Estamos demasiado apegados a la propiedad. Nos han hecho así. Poseer lo es todo. Nos da seguridad, nos hace más reales, más tangibles. En nuestra miseria, vivimos ahogados por créditos que han echo estallar hasta a la banca. Un mercado ficticio de especulaciones aritméticas, geométricas, exponenciales que ha hecho "bluf" y que nos ha dejado mirando el espectáculo. Estupefactos. Aferrados a nuestras llaves. Las mismas que nos abrieron a un espacio en un mundo voraz, insaciable, ahora nos cierran las puertas de otro mundo posible. Tenemos que pagar el pato: la deuda.
Y lo peor no es ésto (siempre hay algo peor). Lo peor es que nadie quiere cambiar su parcela de propiedad y lanzarse al alquiler. Y no hablo de casas, que vergüenza nos tendría que dar tener una de las tasas más bajas de Europa de vivienda en régimen de alquiler cuando los paises más desarrollados en términos de bienestar social se enorgullecen de todo lo contrario.

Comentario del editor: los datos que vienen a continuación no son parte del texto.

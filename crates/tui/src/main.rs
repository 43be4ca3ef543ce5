mod app;
mod display;

use anyhow::{Context, Result};
use std::{
    env,
    fs::{self, OpenOptions},
    sync::Mutex,
};

use gamehub_core::{
    config::{self, AppConfig},
    CatalogCache, CatalogLoader, CatalogSource, Route,
};
use tracing::info;
use tracing_subscriber::{prelude::*, EnvFilter};

#[tokio::main]
async fn main() -> Result<()> {
    init_logging()?;

    config::ensure_default_config()?;
    let config = AppConfig::load()?;

    // optional start path, e.g. `gamehub /play/space-run`
    let initial = env::args()
        .nth(1)
        .map(|path| Route::parse(&path))
        .unwrap_or(Route::Listing);

    let source = CatalogSource::parse(&config.catalog_source);
    let loader = CatalogLoader::new(source, config.request_timeout())
        .context("failed to prepare catalog loader")?;
    info!(source = %loader.source(), route = %initial, "Starting game hub");

    let mut app = app::HubApp::new(config, CatalogCache::global().clone(), loader, initial);
    app.run().await
}

fn init_logging() -> Result<()> {
    let log_dir = env::current_dir()?.join("logs");
    fs::create_dir_all(&log_dir)?;
    let log_path = log_dir.join("gamehub.log");
    let log_file = OpenOptions::new()
        .create(true)
        .append(true)
        .open(&log_path)
        .with_context(|| format!("failed to open log file {}", log_path.display()))?;

    let env_filter =
        EnvFilter::try_from_default_env().unwrap_or_else(|_| EnvFilter::new("info"));

    // stdout belongs to the terminal UI
    let file_layer = tracing_subscriber::fmt::layer()
        .with_target(true)
        .with_ansi(false)
        .compact()
        .with_writer(Mutex::new(log_file));

    tracing_subscriber::registry()
        .with(env_filter)
        .with(file_layer)
        .init();

    Ok(())
}
use std::sync::Arc;

use super::{cache::Catalog, filter::FilterTag};
use crate::models::GameRecord;

/// Loaded catalog plus the active filter selection.
#[derive(Debug, Clone)]
pub struct CatalogStore {
    records: Catalog,
    filter: FilterTag,
    visible: Vec<usize>,
}

impl Default for CatalogStore {
    fn default() -> Self {
        Self::new(Arc::from(Vec::new()))
    }
}

impl CatalogStore {
    /// Wrap a loaded catalog with the `all` filter active.
    pub fn new(records: Catalog) -> Self {
        let mut store = Self {
            records,
            filter: FilterTag::All,
            visible: Vec::new(),
        };
        store.recompute();
        store
    }

    /// Replace the records, keeping the active filter.
    pub fn set_records(&mut self, records: Catalog) {
        self.records = records;
        self.recompute();
    }

    /// Every loaded record in source order.
    pub fn records(&self) -> &[GameRecord] {
        &self.records
    }

    /// Active filter.
    pub fn filter(&self) -> FilterTag {
        self.filter
    }

    /// Change the filter; returns `false` when it was already active.
    pub fn set_filter(&mut self, filter: FilterTag) -> bool {
        if self.filter == filter {
            return false;
        }
        self.filter = filter;
        self.recompute();
        true
    }

    /// Records passing the active filter, in source order.
    pub fn visible(&self) -> impl Iterator<Item = &GameRecord> + '_ {
        self.visible.iter().map(move |idx| &self.records[*idx])
    }

    /// Number of records passing the filter.
    pub fn visible_len(&self) -> usize {
        self.visible.len()
    }

    /// Record at position `index` of the visible subset.
    pub fn visible_at(&self, index: usize) -> Option<&GameRecord> {
        self.visible
            .get(index)
            .and_then(|idx| self.records.get(*idx))
    }

    /// Look up a record by id regardless of the filter.
    pub fn find(&self, id: &str) -> Option<&GameRecord> {
        self.records.iter().find(|record| record.id == id)
    }

    /// Total number of loaded records.
    pub fn len(&self) -> usize {
        self.records.len()
    }

    /// Whether nothing is loaded.
    pub fn is_empty(&self) -> bool {
        self.records.is_empty()
    }

    fn recompute(&mut self) {
        self.visible = self
            .records
            .iter()
            .enumerate()
            .filter(|(_, record)| self.filter.matches(record))
            .map(|(idx, _)| idx)
            .collect();
    }
}

#[cfg(test)]
mod tests {
    use super::*;
    use serde_json::json;

    fn catalog() -> Catalog {
        let records: Vec<GameRecord> = serde_json::from_value(json!([
            { "id": "a", "title": "A", "url": "/games/a.html", "type": "html" },
            { "id": "b", "title": "B", "url": "https://play/b", "type": "android" },
            { "id": "c", "title": "C", "url": "https://play/c", "type": "Unique" }
        ]))
        .expect("valid catalog");
        Arc::from(records)
    }

    #[test]
    fn filter_change_recomputes_visible_subset() {
        let mut store = CatalogStore::new(catalog());
        assert_eq!(store.visible_len(), 3);

        assert!(store.set_filter(FilterTag::Android));
        let titles: Vec<_> = store.visible().map(|record| record.title.as_str()).collect();
        assert_eq!(titles, ["B"]);
        assert_eq!(store.visible_at(0).map(|r| r.id.as_str()), Some("b"));
        assert!(store.visible_at(1).is_none());

        assert!(!store.set_filter(FilterTag::Android));
        assert!(store.set_filter(FilterTag::All));
        assert_eq!(store.visible_len(), 3);
    }

    #[test]
    fn lookup_ignores_filter() {
        let mut store = CatalogStore::new(catalog());
        store.set_filter(FilterTag::Unique);
        assert_eq!(store.find("a").map(|r| r.title.as_str()), Some("A"));
        assert!(store.find("zzz").is_none());
    }

    #[test]
    fn replacing_records_keeps_filter() {
        let mut store = CatalogStore::default();
        assert!(store.is_empty());
        store.set_filter(FilterTag::Unique);
        store.set_records(catalog());
        assert_eq!(store.len(), 3);
        assert_eq!(store.visible_len(), 1);
        assert_eq!(store.filter(), FilterTag::Unique);
    }
}
fn render_card_details(frame: &mut Frame, area: Rect, listing: &ListingScreen, theme: &Theme) {
    let block = Block::default().borders(Borders::ALL).title("Game Details");
    let cards = listing.view.cards();
    let Some(card) = cards.get(listing.cursor) else {
        frame.render_widget(block, area);
        return;
    };

    let lines = vec![
        Line::from(Span::styled(
            card.title.to_string(),
            Style::default().add_modifier(Modifier::BOLD),
        )),
        Line::from(Span::styled(
            format!("{} · {}", card.badge, card.play_label),
            Style::default().fg(theme.muted),
        )),
        Line::from(format!("Thumbnail: {}", card.thumbnail)),
        Line::from(""),
        Line::from(card.description.to_string()),
        Line::from(""),
        Line::from(Span::styled(
            "[Enter] Play Now",
            Style::default()
                .fg(theme.accent)
                .add_modifier(Modifier::BOLD),
        )),
    ];
    let paragraph = Paragraph::new(lines).block(block).wrap(Wrap { trim: true });
    frame.render_widget(paragraph, area);
}

fn draw_player(
    frame: &mut Frame,
    area: Rect,
    player: &PlayerScreen,
    theme: &Theme,
    config: &AppConfig,
    status: &str,
) {
    if !matches!(player.view.state(), PlayerState::Found(_)) {
        let loading = Paragraph::new("Loading...").alignment(Alignment::Center);
        frame.render_widget(loading, centered_rect(area.width, 1, area));
        return;
    }
    let Some(surface) = player.view.surface() else {
        return;
    };

    if !player.view.shows_header() {
        render_surface(frame, area, &surface, true, theme, config);
        return;
    }

    let surface_height = if player.info_expanded {
        Constraint::Length(8)
    } else {
        Constraint::Percentage(45)
    };
    let chunks = Layout::default()
        .direction(Direction::Vertical)
        .constraints([
            Constraint::Length(3),
            surface_height,
            Constraint::Min(5),
            Constraint::Length(1),
        ])
        .split(area);

    let title = player
        .view
        .game()
        .map(|game| game.title.clone())
        .unwrap_or_default();
    let mut header = vec![
        Span::raw("← Back to Hub [Esc]   "),
        Span::styled(
            title,
            Style::default()
                .fg(theme.accent)
                .add_modifier(Modifier::BOLD),
        ),
        Span::raw("   [i] Game Info"),
    ];
    if player.view.offers_fullscreen() {
        header.push(Span::raw("   [f] Full Screen"));
    }
    let header = Paragraph::new(Line::from(header))
        .block(Block::default().borders(Borders::BOTTOM));
    frame.render_widget(header, chunks[0]);

    render_surface(frame, chunks[1], &surface, false, theme, config);

    if let Some(panel) = player.view.info_panel() {
        let paragraph = Paragraph::new(info_lines(&panel, theme))
            .block(Block::default().borders(Borders::ALL).title("Game Info"))
            .wrap(Wrap { trim: true })
            .scroll((player.info_scroll, 0));
        frame.render_widget(paragraph, chunks[2]);
    }

    let status = Paragraph::new(Span::styled(
        status.to_string(),
        Style::default().fg(theme.muted),
    ));
    frame.render_widget(status, chunks[3]);
}
//! Opens outbound links in a new browsing context.

use std::{io, process::Stdio};

use thiserror::Error;
use tokio::process::Command;
use tracing::{debug, info, warn};

/// Failure to hand a link to the system opener.
#[derive(Debug, Error)]
pub enum LaunchError {
    /// The link was empty.
    #[error("no link to open")]
    EmptyUrl,
    /// The opener could not be started.
    #[error("failed to spawn {program}: {source}")]
    Spawn {
        /// Program that failed to start.
        program: String,
        /// Underlying spawn failure.
        #[source]
        source: io::Error,
    },
}

/// Hands URLs to an external program without waiting for it.
#[derive(Debug, Clone, Default)]
pub struct Launcher {
    command: Option<String>,
}

impl Launcher {
    /// Use `command` instead of the platform opener when provided.
    pub fn new(command: Option<String>) -> Self {
        Self {
            command: command.filter(|value| !value.trim().is_empty()),
        }
    }

    /// Program and arguments used to open `url`.
    pub fn invocation(&self, url: &str) -> (String, Vec<String>) {
        if let Some(command) = &self.command {
            let mut parts = command.split_whitespace().map(str::to_string);
            let program = parts.next().unwrap_or_default();
            let mut args: Vec<String> = parts.collect();
            args.push(url.to_string());
            return (program, args);
        }
        platform_opener(url)
    }

    /// Open `url`. The child runs detached; its exit status is only logged.
    ///
    /// Must be called from within a tokio runtime.
    pub fn open(&self, url: &str) -> Result<(), LaunchError> {
        let url = url.trim();
        if url.is_empty() {
            return Err(LaunchError::EmptyUrl);
        }
        let (program, args) = self.invocation(url);
        let mut child = Command::new(&program)
            .args(&args)
            .stdin(Stdio::null())
            .stdout(Stdio::null())
            .stderr(Stdio::null())
            .spawn()
            .map_err(|source| LaunchError::Spawn {
                program: program.clone(),
                source,
            })?;
        info!(url, program = %program, "Opened outbound link");

        tokio::spawn(async move {
            match child.wait().await {
                Ok(status) if status.success() => debug!(program = %program, "Opener exited"),
                Ok(status) => warn!(program = %program, %status, "Opener exited with failure"),
                Err(err) => warn!(program = %program, %err, "Failed to wait for opener"),
            }
        });
        Ok(())
    }
}

fn platform_opener(url: &str) -> (String, Vec<String>) {
    if cfg!(target_os = "macos") {
        ("open".to_string(), vec![url.to_string()])
    } else if cfg!(target_os = "windows") {
        (
            "cmd".to_string(),
            vec![
                "/C".to_string(),
                "start".to_string(),
                String::new(),
                url.to_string(),
            ],
        )
    } else {
        ("xdg-open".to_string(), vec![url.to_string()])
    }
}

#[cfg(test)]
mod tests {
    use super::*;

    #[test]
    fn custom_command_gets_url_appended() {
        let launcher = Launcher::new(Some("firefox --new-window".to_string()));
        let (program, args) = launcher.invocation("https://play/b");
        assert_eq!(program, "firefox");
        assert_eq!(args, ["--new-window", "https://play/b"]);
    }

    #[test]
    fn blank_command_uses_platform_opener() {
        let launcher = Launcher::new(Some("   ".to_string()));
        let (_, args) = launcher.invocation("https://play/b");
        assert_eq!(args.last().map(String::as_str), Some("https://play/b"));
    }

    #[tokio::test]
    async fn empty_url_is_rejected() {
        let launcher = Launcher::default();
        assert!(matches!(launcher.open("  "), Err(LaunchError::EmptyUrl)));
    }

    #[tokio::test]
    async fn missing_program_is_reported() {
        let launcher = Launcher::new(Some("gamehub-no-such-opener".to_string()));
        let err = launcher.open("https://play/b").unwrap_err();
        assert!(matches!(err, LaunchError::Spawn { .. }));
    }
}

Hablo de coches. Fórmulas como la del "car sharing" o coche de propiedad compartida es realmente complicado que cuajen en una sociedad que ha divinizado su posesión de manera enfermiza. Si ya es difícil plantear tan sólo la fórmula rebajada del coche compartido (o "car pooling") entre algo que no sean colegas de facultad o amigos del trabajo, pretender desposeer a la gente de su coche es algo así como pretender retirar las televisiones de los cuartos de estar de nuestras casas. Una locura. Estamos dispuestos a cualquier sacrificio con tal de conservar nuestra propiedad privada. Créditos, gastos de mantenimiento, seguros, cosques, subidas del combustible, atascos, tarifas de aparcamiento crecientes, peajes urbanos... lo que sea, pero con mi coche, y mi aparcamiento, y en mi casa.
Hay visos de que esto pueda cambiar, hay iniciativas interesantes como la del Eusko CarSharing o la propuesta del Ayuntamiento de Burgos de proponer plazas de aparcamiento compartidas, pero esto va para largo, para muy largo. Y va a ser difícil, muy difícil. Todavía preferimos vivir hipotecados hasta las cejas, aunque esto nos impida ver la luz.
Curiosamente lo que sí que ha tenido aceptación ha sido la bicicleta compartida, aquí más conocida como bicicleta pública porque, ya se sabe, como lo público no es mío, entonces es gratis. Pero me temo que ha sido más una corriente impulsada por su gratuidad y por la moda que ha creado en ciudades que pretenden ser modernas o que presumen de serlo, que algo más serio. Mientras sea un juguete divertido y gratuito, durará, aunque sea a costa de hipotecar muchos otros proyectos de mayor calado en relación con la promoción de la bicicleta en la sociedad. ¡Que no sea por hipotecar!
Lo último que nos queda por compartir es el espacio, pero la tendencia nos está enseñando que ni eso es deseable. Es preferible compartimentarlo, aunque sea en perjuicio de todos los usuarios de la calle, que entenderse. A tal extremo llega el absurdo en el que nos hemos metido. La cultura mediterránea, por definición abierta, comprensiva, sociable, también ha sucumbido a la ilusión de la privatización de todo.
En fin, yo me voy a comprar una burbuja de aire, que ando un poco ahogado estos días. Y creo que la voy a financiar a 50 años. No espero vivir más.
Para que los ciudadanos compartamos recursos deben existir estructuras que lo faciliten. Por ejemplo bicicletas públicas.
ResponderEliminarEn nuestra sociedad las estructuras sociales y económicas nos empujan hacia la propiedad. No hay más que fijarse en la vivienda. Hasta hace poco pagar un alquiler pensando en el largo plazo era una locura
Respecto a la bicicleta pública, al menos en ciudades de tamaño medio en las que las distancias son perfectamente ciclables, quiza la bicicleta sea por muchas razones un ejemplo de recurso cuya gestión es más fácil si cada ciudadano se responsabiliza de su vehículo.